> _Activity_: Please take the lines from the one holding "this never truncates" through the one holding "space-separated hex string" in the data below and copy them exactly.

Saved data entries
[Start of Attachment]

//! # Modbus TCP ADU Codec
//!
//! Pure encoding and decoding of Modbus TCP frames. No I/O happens here.
//!
//! ## Frame Layout
//!
//! | Offset | Field | Size |
//! |--------|-------|------|
//! | 0 | Transaction ID | u16 BE |
//! | 2 | Protocol ID (0) | u16 BE |
//! | 4 | Length (unit id + PDU) | u16 BE |
//! | 6 | Unit ID | u8 |
//! | 7 | Function Code | u8 |
//! | 8.. | Function payload | - |

use bytes::{BufMut, Bytes, BytesMut};

use crate::constants::{
    FC_READ_HOLDING_REGISTERS, MBAP_HEADER_LEN, MODBUS_PROTOCOL_ID, READ_REQUEST_PAYLOAD_LEN,
};
use crate::error::{DecodeError, ModbusResult};
use crate::pdu::{ModbusPdu, PduBuilder};
use crate::protocol::{
    ExceptionCode, MbapHeader, Request, RequestPdu, Response, ResponseBody, UnitId,
};

/// Modbus TCP frame codec.
pub struct AduCodec;

impl AduCodec {
    // ========================================================================
    // Decoding
    // ========================================================================

    /// Decode one complete request frame.
    ///
    /// Checks run in a fixed order: header size, protocol id, length field
    /// against the bytes actually present, then the function payload. Unknown
    /// function codes decode successfully as [`RequestPdu::Unsupported`].
    ///
    /// # Example
    ///
    /// ```rust
    /// use modbus_clock::{AduCodec, RequestPdu};
    ///
    /// let frame = [0x00, 0x01, 0x00, 0x00, 0x00, 0x06, 0x01, 0x03, 0x00, 0x00, 0x00, 0x06];
    /// let request = AduCodec::decode(&frame).unwrap();
    /// assert_eq!(request.transaction_id, 1);
    /// assert_eq!(
    ///     request.pdu,
    ///     RequestPdu::ReadHoldingRegisters { start_address: 0, quantity: 6 }
    /// );
    /// ```
    pub fn decode(frame: &[u8]) -> Result<Request, DecodeError> {
        let header = MbapHeader::parse(frame)?;

        if header.protocol_id != MODBUS_PROTOCOL_ID {
            return Err(DecodeError::BadProtocolId(header.protocol_id));
        }

        // Length counts the unit id, which is already part of the header
        let pdu = &frame[MBAP_HEADER_LEN..];
        if header.length as usize != 1 + pdu.len() {
            return Err(DecodeError::LengthMismatch {
                declared: header.length,
                actual: 1 + pdu.len(),
            });
        }

        let (&function_code, payload) = pdu.split_first().ok_or(DecodeError::Truncated {
            expected: MBAP_HEADER_LEN + 1,
            actual: frame.len(),
        })?;

        let pdu = match function_code {
            FC_READ_HOLDING_REGISTERS => {
                if payload.len() != READ_REQUEST_PAYLOAD_LEN {
                    return Err(DecodeError::Truncated {
                        expected: MBAP_HEADER_LEN + 1 + READ_REQUEST_PAYLOAD_LEN,
                        actual: frame.len(),
                    });
                }
                RequestPdu::ReadHoldingRegisters {
                    start_address: u16::from_be_bytes([payload[0], payload[1]]),
                    quantity: u16::from_be_bytes([payload[2], payload[3]]),
                }
            }
            other => RequestPdu::Unsupported {
                function_code: other,
            },
        };

        Ok(Request {
            transaction_id: header.transaction_id,
            unit_id: header.unit_id,
            pdu,
        })
    }

    // ========================================================================
    // Encoding
    // ========================================================================

    /// Encode a successful register read.
    ///
    /// MBAP length = 1 (unit id) + 1 (function code) + 1 (byte count) + 2 × N.
    pub fn encode_success(
        transaction_id: u16,
        unit_id: UnitId,
        function_code: u8,
        registers: &[u16],
    ) -> ModbusResult<Bytes> {
        let pdu = PduBuilder::build_read_response(function_code, registers)?;
        Ok(Self::frame(transaction_id, unit_id, &pdu))
    }

    /// Encode an exception reply: `function_code | 0x80` followed by the code.
    ///
    /// MBAP length is always 3.
    pub fn encode_exception(
        transaction_id: u16,
        unit_id: UnitId,
        function_code: u8,
        code: ExceptionCode,
    ) -> ModbusResult<Bytes> {
        let pdu = PduBuilder::build_exception(function_code, code)?;
        Ok(Self::frame(transaction_id, unit_id, &pdu))
    }

    /// Encode a handler response
    pub fn encode_response(response: &Response) -> ModbusResult<Bytes> {
        match &response.body {
            ResponseBody::Success(registers) => Self::encode_success(
                response.transaction_id,
                response.unit_id,
                response.function_code,
                registers,
            ),
            ResponseBody::Exception(code) => Self::encode_exception(
                response.transaction_id,
                response.unit_id,
                response.function_code,
                *code,
            ),
        }
    }

    /// Encode a Read Holding Registers request, as a master would send it.
    ///
    /// The server never sends requests; this exists to drive it from tests,
    /// benches and the fuzz target.
    pub fn encode_read_request(
        transaction_id: u16,
        unit_id: UnitId,
        start_address: u16,
        quantity: u16,
    ) -> ModbusResult<Bytes> {
        let pdu = PduBuilder::build_read_request(start_address, quantity)?;
        Ok(Self::frame(transaction_id, unit_id, &pdu))
    }

    /// Prefix a PDU with its MBAP header
    fn frame(transaction_id: u16, unit_id: UnitId, pdu: &ModbusPdu) -> Bytes {
        let mut buf = BytesMut::with_capacity(MBAP_HEADER_LEN + pdu.len());
        buf.put_u16(transaction_id);
        buf.put_u16(MODBUS_PROTOCOL_ID);
        // PDU is bounded by MAX_PDU_SIZE, so this never truncates
        buf.put_u16((1 + pdu.len()) as u16);
        buf.put_u8(unit_id);
        buf.put_slice(pdu.as_slice());
        buf.freeze()
    }
}

/// Format raw bytes as an uppercase, space-separated hex string
pub fn format_hex_packet(data: &[u8]) -> String {
    data.iter()
        .map(|b| format!("{:02X}", b))
        .collect::<Vec<_>>()
        .join(" ")
}

#[cfg(test)]
mod tests {
    use super::*;

    const READ_ALL: [u8; 12] = [
        0x00, 0x01, 0x00, 0x00, 0x00, 0x06, 0x01, 0x03, 0x00, 0x00, 0x00, 0x06,
    ];

    #[test]
    fn test_decode_read_holding_registers() {
        let request = AduCodec::decode(&READ_ALL).unwrap();
        assert_eq!(request.transaction_id, 1);
        assert_eq!(request.unit_id, 1);
        assert_eq!(request.function_code(), 0x03);
        assert_eq!(
            request.pdu,
            RequestPdu::ReadHoldingRegisters {
                start_address: 0,
                quantity: 6
            }
        );
    }

    #[test]
    fn test_decode_short_header() {
        assert_eq!(
            AduCodec::decode(&READ_ALL[..6]),
            Err(DecodeError::Truncated {
                expected: 7,
                actual: 6
            })
        );
        assert!(matches!(
            AduCodec::decode(&[]),
            Err(DecodeError::Truncated { .. })
        ));
    }

    #[test]
    fn test_decode_bad_protocol_id() {
        let mut frame = READ_ALL;
        frame[3] = 0x01;
        assert_eq!(AduCodec::decode(&frame), Err(DecodeError::BadProtocolId(1)));
    }

    #[test]
    fn test_decode_length_mismatch() {
        // Declared 6, only 5 bytes follow the length field
        assert_eq!(
            AduCodec::decode(&READ_ALL[..11]),
            Err(DecodeError::LengthMismatch {
                declared: 6,
                actual: 5
            })
        );

        // Declared 6, 7 bytes follow
        let mut frame = READ_ALL.to_vec();
        frame.push(0x00);
        assert_eq!(
            AduCodec::decode(&frame),
            Err(DecodeError::LengthMismatch {
                declared: 6,
                actual: 7
            })
        );
    }

    #[test]
    fn test_decode_missing_function_code() {
        let frame = [0x00, 0x01, 0x00, 0x00, 0x00, 0x01, 0x01];
        assert_eq!(
            AduCodec::decode(&frame),
            Err(DecodeError::Truncated {
                expected: 8,
                actual: 7
            })
        );
    }

    #[test]
    fn test_decode_read_request_wrong_payload_size() {
        // FC03 with only a start address
        let frame = [0x00, 0x01, 0x00, 0x00, 0x00, 0x04, 0x01, 0x03, 0x00, 0x00];
        assert!(matches!(
            AduCodec::decode(&frame),
            Err(DecodeError::Truncated { expected: 12, .. })
        ));

        // FC03 with a trailing extra byte, length consistent
        let frame = [
            0x00, 0x01, 0x00, 0x00, 0x00, 0x07, 0x01, 0x03, 0x00, 0x00, 0x00, 0x06, 0xFF,
        ];
        assert!(matches!(
            AduCodec::decode(&frame),
            Err(DecodeError::Truncated { .. })
        ));
    }

    #[test]
    fn test_decode_unsupported_function_is_not_an_error() {
        let frame = [
            0x00, 0x07, 0x00, 0x00, 0x00, 0x06, 0x09, 0x04, 0x00, 0x00, 0x00, 0x01,
        ];
        let request = AduCodec::decode(&frame).unwrap();
        assert_eq!(request.transaction_id, 7);
        assert_eq!(request.unit_id, 9);
        assert_eq!(
            request.pdu,
            RequestPdu::Unsupported {
                function_code: 0x04
            }
        );

        // Bare function code with no payload
        let frame = [0x00, 0x02, 0x00, 0x00, 0x00, 0x02, 0x01, 0x2B];
        let request = AduCodec::decode(&frame).unwrap();
        assert_eq!(request.function_code(), 0x2B);
    }

    #[test]
    fn test_encode_success() {
        let bytes =
            AduCodec::encode_success(1, 1, 0x03, &[15, 6, 2025, 10, 30, 45]).unwrap();
        assert_eq!(
            bytes.as_ref(),
            &[
                0x00, 0x01, 0x00, 0x00, 0x00, 0x0F, 0x01, 0x03, 0x0C, 0x00, 0x0F, 0x00, 0x06,
                0x07, 0xE9, 0x00, 0x0A, 0x00, 0x1E, 0x00, 0x2D
            ]
        );
        // Length counts unit id + function code + byte count + 12 data bytes
        assert_eq!(u16::from_be_bytes([bytes[4], bytes[5]]) as usize, bytes.len() - 6);
    }

    #[test]
    fn test_encode_success_single_register() {
        let bytes = AduCodec::encode_success(0xABCD, 0xFF, 0x03, &[0x1234]).unwrap();
        assert_eq!(
            bytes.as_ref(),
            &[0xAB, 0xCD, 0x00, 0x00, 0x00, 0x05, 0xFF, 0x03, 0x02, 0x12, 0x34]
        );
    }

    #[test]
    fn test_encode_exception() {
        let bytes =
            AduCodec::encode_exception(0x0102, 0x11, 0x04, ExceptionCode::IllegalFunction)
                .unwrap();
        assert_eq!(
            bytes.as_ref(),
            &[0x01, 0x02, 0x00, 0x00, 0x00, 0x03, 0x11, 0x84, 0x01]
        );
    }

    #[test]
    fn test_encode_response_dispatches_on_body() {
        let request = Request::read_holding_registers(3, 1, 0, 0);
        let response = Response::exception(&request, ExceptionCode::IllegalDataValue);
        let bytes = AduCodec::encode_response(&response).unwrap();
        assert_eq!(&bytes[7..], &[0x83, 0x03]);

        let response = Response::success(&request, vec![1, 2]);
        let bytes = AduCodec::encode_response(&response).unwrap();
        assert_eq!(&bytes[7..], &[0x03, 0x04, 0x00, 0x01, 0x00, 0x02]);
    }

    #[test]
    fn test_encode_read_request_decodes_back() {
        let bytes = AduCodec::encode_read_request(1, 1, 0, 6).unwrap();
        assert_eq!(bytes.as_ref(), &READ_ALL);
    }

    #[test]
    fn test_format_hex_packet() {
        assert_eq!(format_hex_packet(&[0x00, 0x0A, 0xFF]), "00 0A FF");
        assert_eq!(format_hex_packet(&[]), "");
    }
}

[End of Attachment]

> _Task answer_:
        // PDU is bounded by MAX_PDU_SIZE, so this never truncates
        buf.put_u16((1 + pdu.len()) as u16);
        buf.put_u8(unit_id);
        buf.put_slice(pdu.as_slice());
        buf.freeze()
    }
}

/// Format raw bytes as an uppercase, space-separated hex string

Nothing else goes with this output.